Growing evidence points to a metabolic impairment in Alzheimer’s disease (AD) patients, whose number worldwide is projected to reach 135 million by 2050. Neurology researchers say that AD starts to develop several decades before the onset of dementia and the deterioration of cognitive function.
Reduced metabolism results from a dysfunction of the mitochondria, which produce most of the energy in cells. It is also involved in cell death, inflammation and immune response. Even though AD is linked to mitochondrial dysfunction, there are no current drug candidates that target this aspect. Researchers at Ben-Gurion University (BGU) of the Negev in Beersheba are proposing a new treatment approach by targeting the mitochondrial gatekeeper – the voltage-dependent anion channel-1 (VDAC1) – which controls mitochondrial activity and cell life and death.
The new proposed target and therapy demonstrated significant improvement across multiple parameters in mouse models. The research was recently reported in the prestigious journal Translational Neurodegeneration under the title “Targeting the overexpressed mitochondrial protein VDAC1 in a mouse model of Alzheimer’s disease protects against mitochondrial dysfunction and mitigates brain pathology.”
How did the researchers figure out this Alzheimer’s treatment?
VDAC1 plays a crucial role in the cell-death process mediated by mitochondria, which is why the team of researchers chose to focus their efforts on the dysfunction of the mitochondria in a mouse model as a target for treatment.
The team was led by Prof. Varda Shoshan-Barmatz, with the participation of Prof. Shira Knafo, Prof. Alon Monsonego, Prof. Noga Vardi (visiting from the University of Pennsylvania), Dr. Anna Kuzmin-Steinfer, Dr. Ankit Verma and others.
Shoshan-Barmatz’s research showed that an increase in the amount of VDAC1 protein in the cell leads to its organization as a ring, with a large channel through which death-factor proteins and mitochondrial DNA exit, causing cell death and an immune response.
A major increase in VDAC1 levels has already been found in heart disease, intestinal diseases (Crohn’s, for example), autoimmune diseases (such as lupus) and other illnesses. Here, the researchers showed that the protein is produced in huge levels in the brain of a mouse model for AD and is concentrated in the nerve cells around the plaque, leading to their death.
Shoshan-Barmatz developed a small molecule called VBIT-4 that binds to VDAC1 and prevents the pathophysiological changes associated with AD. VBIT-4, a molecule that can cross the blood-brain barrier, was able to prevent the pathophysiological changes associated with AD such as neuronal cell death, neuroinflammation and neuro-metabolic dysfunctions. It also induced a neuroprotective phenotype in astrocytes and microglia, which are normally pro-inflammatory and neurotoxic.

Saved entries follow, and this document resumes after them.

// Copyright 2014-2016 bluss and ndarray developers.
//
// Licensed under the Apache License, Version 2.0 <LICENSE-APACHE or
// http://www.apache.org/licenses/LICENSE-2.0> or the MIT license
// <LICENSE-MIT or http://opensource.org/licenses/MIT>, at your
// option. This file may not be copied, modified, or distributed
// except according to those terms.

//! Ordered traversal of a region of interest in an n-d array.
//!
//! A [`Slicer`] is a cursor over flat element offsets. It carries an
//! inclusive per-axis ROI, an explicit traversal order (fastest axis
//! first) and a current position; the past-the-end state is a
//! dedicated flag, since the last legal position along the slowest
//! axis is otherwise indistinguishable from it.

use crate::error::Error;
use crate::store::row_major_strides;

#[derive(Clone, Debug)]
pub struct Slicer
{
    dim: Vec<usize>,
    stride: Vec<usize>,
    /// traversal order, fastest first
    order: Vec<usize>,
    /// inclusive [lo, hi] per axis
    roi: Vec<(usize, usize)>,
    pos: Vec<usize>,
    linpos: usize,
    end: bool,
}

impl Slicer
{
    /// Slicer over a full array of the given shape, iterating in
    /// memory order (last axis fastest).
    pub fn new(dim: &[usize]) -> Result<Slicer, Error>
    {
        if dim.is_empty() || dim.iter().any(|&d| d == 0) {
            return Err(Error::invalid_argument("slicer shape must be nonempty and positive"));
        }
        let n = dim.len();
        let mut s = Slicer {
            dim: dim.to_vec(),
            stride: row_major_strides(dim),
            order: (0..n).rev().collect(),
            roi: dim.iter().map(|&d| (0, d - 1)).collect(),
            pos: vec![0; n],
            linpos: 0,
            end: false,
        };
        s.go_begin();
        Ok(s)
    }

    pub fn rank(&self) -> usize
    {
        self.dim.len()
    }

    /// Shape of the underlying array.
    pub fn shape(&self) -> &[usize]
    {
        &self.dim
    }

    /// Restrict iteration to an inclusive `[lo, hi]` box per axis.
    pub fn set_roi(&mut self, roi: &[(usize, usize)]) -> Result<(), Error>
    {
        if roi.len() != self.rank() {
            return Err(Error::invalid_argument("roi rank mismatch"));
        }
        for (d, &(lo, hi)) in roi.iter().enumerate() {
            if lo > hi || hi >= self.dim[d] {
                return Err(Error::invalid_argument(format!(
                    "roi [{}, {}] out of range on axis {} (len {})",
                    lo, hi, d, self.dim[d]
                )));
            }
        }
        self.roi = roi.to_vec();
        self.go_begin();
        Ok(())
    }

    /// Set the traversal order. `order` lists axes fastest first and
    /// may be partial: unnamed axes become the slowest dimensions, in
    /// decreasing index order (small memory steps first), or
    /// increasing if `reverse` is set. An empty list restores plain
    /// memory order.
    pub fn set_order(&mut self, order: &[usize], reverse: bool) -> Result<(), Error>
    {
        let n = self.rank();
        let mut used = vec![false; n];
        for &d in order {
            if d >= n {
                return Err(Error::invalid_argument(format!("order names axis {} of rank {}", d, n)));
            }
            if used[d] {
                return Err(Error::invalid_argument(format!("axis {} repeated in order", d)));
            }
            used[d] = true;
        }
        let mut full: Vec<usize> = order.to_vec();
        let rest = (0..n).filter(|&d| !used[d]);
        if reverse {
            full.extend(rest);
        } else {
            full.extend(rest.rev());
        }
        self.order = full;
        self.go_begin();
        Ok(())
    }

    /// Jump to the first position of the ROI.
    pub fn go_begin(&mut self)
    {
        for d in 0..self.rank() {
            self.pos[d] = self.roi[d].0;
        }
        self.linpos = self.lin_of_pos();
        self.end = false;
    }

    /// Jump past the end of iteration.
    pub fn go_end(&mut self)
    {
        for d in 0..self.rank() {
            self.pos[d] = self.roi[d].1;
        }
        self.linpos = self.lin_of_pos();
        self.end = true;
    }

    /// Jump to a position, which must lie inside the ROI.
    pub fn go_index(&mut self, index: &[usize]) -> Result<(), Error>
    {
        if index.len() != self.rank() {
            return Err(Error::invalid_argument("index rank mismatch"));
        }
        for (d, &i) in index.iter().enumerate() {
            if i < self.roi[d].0 || i > self.roi[d].1 {
                return Err(Error::invalid_argument(format!("index {} outside roi on axis {}", i, d)));
            }
        }
        self.pos.copy_from_slice(index);
        self.linpos = self.lin_of_pos();
        self.end = false;
        Ok(())
    }

    fn lin_of_pos(&self) -> usize
    {
        self.pos.iter().zip(&self.stride).map(|(&p, &s)| p * s).sum()
    }

    /// Current flat offset.
    #[inline]
    pub fn flat(&self) -> usize
    {
        self.linpos
    }

    /// Current n-d position.
    #[inline]
    pub fn pos(&self) -> &[usize]
    {
        &self.pos
    }

    #[inline]
    pub fn is_end(&self) -> bool
    {
        self.end
    }

    pub fn is_begin(&self) -> bool
    {
        !self.end && (0..self.rank()).all(|d| self.pos[d] == self.roi[d].0)
    }

    /// Advance one position in traversal order. Returns the new flat
    /// offset, or `None` when iteration moves past the end.
    pub fn advance(&mut self) -> Option<usize>
    {
        if self.end {
            return None;
        }
        for oi in 0..self.order.len() {
            let d = self.order[oi];
            if self.pos[d] < self.roi[d].1 {
                self.pos[d] += 1;
                self.linpos += self.stride[d];
                return Some(self.linpos);
            }
            self.linpos -= (self.pos[d] - self.roi[d].0) * self.stride[d];
            self.pos[d] = self.roi[d].0;
        }
        self.end = true;
        None
    }

    /// Step back one position in traversal order. Returns the new
    /// flat offset, or `None` when already at the beginning.
    pub fn retreat(&mut self) -> Option<usize>
    {
        if self.end {
            // step back from past-the-end onto the last position
            self.end = false;
            for d in 0..self.rank() {
                self.pos[d] = self.roi[d].1;
            }
            self.linpos = self.lin_of_pos();
            return Some(self.linpos);
        }
        for oi in 0..self.order.len() {
            let d = self.order[oi];
            if self.pos[d] > self.roi[d].0 {
                self.pos[d] -= 1;
                self.linpos -= self.stride[d];
                return Some(self.linpos);
            }
            self.linpos += (self.roi[d].1 - self.pos[d]) * self.stride[d];
            self.pos[d] = self.roi[d].1;
        }
        // was at the beginning; restore it
        self.go_begin();
        None
    }

    /// Move `dist` along one axis, clamped to the ROI. Returns the new
    /// flat offset and whether the unclamped target lay outside.
    pub fn step(&mut self, axis: usize, dist: i64) -> (usize, bool)
    {
        debug_assert!(axis < self.rank());
        let (lo, hi) = self.roi[axis];
        let want = self.pos[axis] as i64 + dist;
        let clamped = want.clamp(lo as i64, hi as i64) as usize;
        let outside = want < lo as i64 || want > hi as i64;
        self.linpos = self.linpos + clamped * self.stride[axis] - self.pos[axis] * self.stride[axis];
        self.pos[axis] = clamped;
        (self.linpos, outside)
    }

    /// Flat offset at a delta from the current position without
    /// moving. The offset is clamped to the array bounds so it is
    /// always dereferenceable; the flag reports whether any axis left
    /// the ROI.
    pub fn offset(&self, deltas: &[i64]) -> (usize, bool)
    {
        debug_assert!(deltas.len() <= self.rank());
        let mut flat = 0;
        let mut outside = false;
        for d in 0..self.rank() {
            let delta = deltas.get(d).copied().unwrap_or(0);
            let want = self.pos[d] as i64 + delta;
            if want < self.roi[d].0 as i64 || want > self.roi[d].1 as i64 {
                outside = true;
            }
            let clamped = want.clamp(0, self.dim[d] as i64 - 1) as usize;
            flat += clamped * self.stride[d];
        }
        (flat, outside)
    }
}

impl Iterator for Slicer
{
    type Item = usize;

    /// Yields the current flat offset, then advances.
    fn next(&mut self) -> Option<usize>
    {
        if self.end {
            return None;
        }
        let cur = self.linpos;
        self.advance();
        Some(cur)
    }
}

#[cfg(test)]
mod tests
{
    use super::*;

    #[test]
    fn covers_whole_array_in_memory_order()
    {
        let s = Slicer::new(&[2, 3, 4]).unwrap();
        let offs: Vec<usize> = s.collect();
        let want: Vec<usize> = (0..24).collect();
        assert_eq!(offs, want);
    }

    #[test]
    fn roi_is_inclusive_and_exact()
    {
        let mut s = Slicer::new(&[4, 5]).unwrap();
        s.set_roi(&[(1, 2), (2, 4)]).unwrap();
        let offs: Vec<usize> = s.collect();
        assert_eq!(offs.len(), 2 * 3);
        let mut want = vec![];
        for r in 1..=2 {
            for c in 2..=4 {
                want.push(r * 5 + c);
            }
        }
        assert_eq!(offs, want);
    }

    #[test]
    fn order_controls_fastest_axis()
    {
        let mut s = Slicer::new(&[2, 3]).unwrap();
        // axis 0 fastest
        s.set_order(&[0], false).unwrap();
        let offs: Vec<usize> = s.clone().collect();
        let want = vec![0, 3, 1, 4, 2, 5];
        assert_eq!(offs, want);

        // partial order without reverse: unnamed axes slowest, in
        // decreasing index order => [2, 1, 0], plain memory order
        let mut s = Slicer::new(&[2, 2, 2]).unwrap();
        s.set_order(&[2], false).unwrap();
        let offs: Vec<usize> = s.collect();
        assert_eq!(offs, vec![0, 1, 2, 3, 4, 5, 6, 7]);

        // with reverse the unnamed tail is increasing => [2, 0, 1]
        let mut s = Slicer::new(&[2, 2, 2]).unwrap();
        s.set_order(&[2], true).unwrap();
        let offs: Vec<usize> = s.collect();
        assert_eq!(offs, vec![0, 1, 4, 5, 2, 3, 6, 7]);
    }

    #[test]
    fn each_offset_seen_exactly_once_any_order()
    {
        let mut s = Slicer::new(&[3, 4, 2]).unwrap();
        s.set_order(&[1, 0], false).unwrap();
        s.set_roi(&[(0, 2), (1, 3), (0, 1)]).unwrap();
        let offs: Vec<usize> = s.collect();
        let mut seen = std::collections::HashSet::new();
        for o in &offs {
            assert!(seen.insert(*o));
        }
        assert_eq!(offs.len(), 3 * 3 * 2);
    }

    #[test]
    fn retreat_reverses_advance()
    {
        let mut s = Slicer::new(&[2, 3]).unwrap();
        let forward: Vec<usize> = s.clone().collect();
        s.go_end();
        let mut backward = vec![];
        while let Some(o) = s.retreat() {
            backward.push(o);
        }
        backward.reverse();
        assert_eq!(forward, backward);
        assert!(s.is_begin());
    }

    #[test]
    fn step_clamps_to_roi()
    {
        let mut s = Slicer::new(&[4, 4]).unwrap();
        s.set_roi(&[(1, 2), (1, 2)]).unwrap();
        s.go_begin();
        let (_, outside) = s.step(0, 1);
        assert!(!outside);
        let (flat, outside) = s.step(0, 10);
        assert!(outside);
        assert_eq!(flat, 2 * 4 + 1);
    }

    #[test]
    fn offset_reports_roi_violation()
    {
        let mut s = Slicer::new(&[4, 4]).unwrap();
        s.set_roi(&[(1, 2), (1, 2)]).unwrap();
        s.go_begin();
        let (flat, outside) = s.offset(&[-1, 0]);
        assert!(outside);
        assert_eq!(flat, 1); // clamped to array bounds, not roi
        let (flat, outside) = s.offset(&[1, 1]);
        assert!(!outside);
        assert_eq!(flat, 2 * 4 + 2);
    }

    #[test]
    fn go_index_and_end_flag()
    {
        let mut s = Slicer::new(&[2, 2]).unwrap();
        s.go_index(&[1, 1]).unwrap();
        assert_eq!(s.flat(), 3);
        assert!(s.advance().is_none());
        assert!(s.is_end());
        s.go_begin();
        assert!(s.is_begin());
        assert!(s.go_index(&[2, 0]).is_err());
    }
}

This means that not only did the treatment protect against degeneration, it also promoted the healthy growth and normal functioning of neurons. Further, the therapy also prevented decline of cognitive skills in mice, such as learning and memory. Interestingly, the protective effects were achieved without significantly reducing certain plaques that are commonly believed to be the main causes of AD. This suggests that current ideas suggesting these elements are the primary cause of the disease, may not accurately reflect the underlying cause of Alzheimer’s disease.
“Targeting VDAC1 with a novel molecule that we developed presents an innovative approach to AD treatment and can even be used to prevent it,” said Shoshan-Barmatz.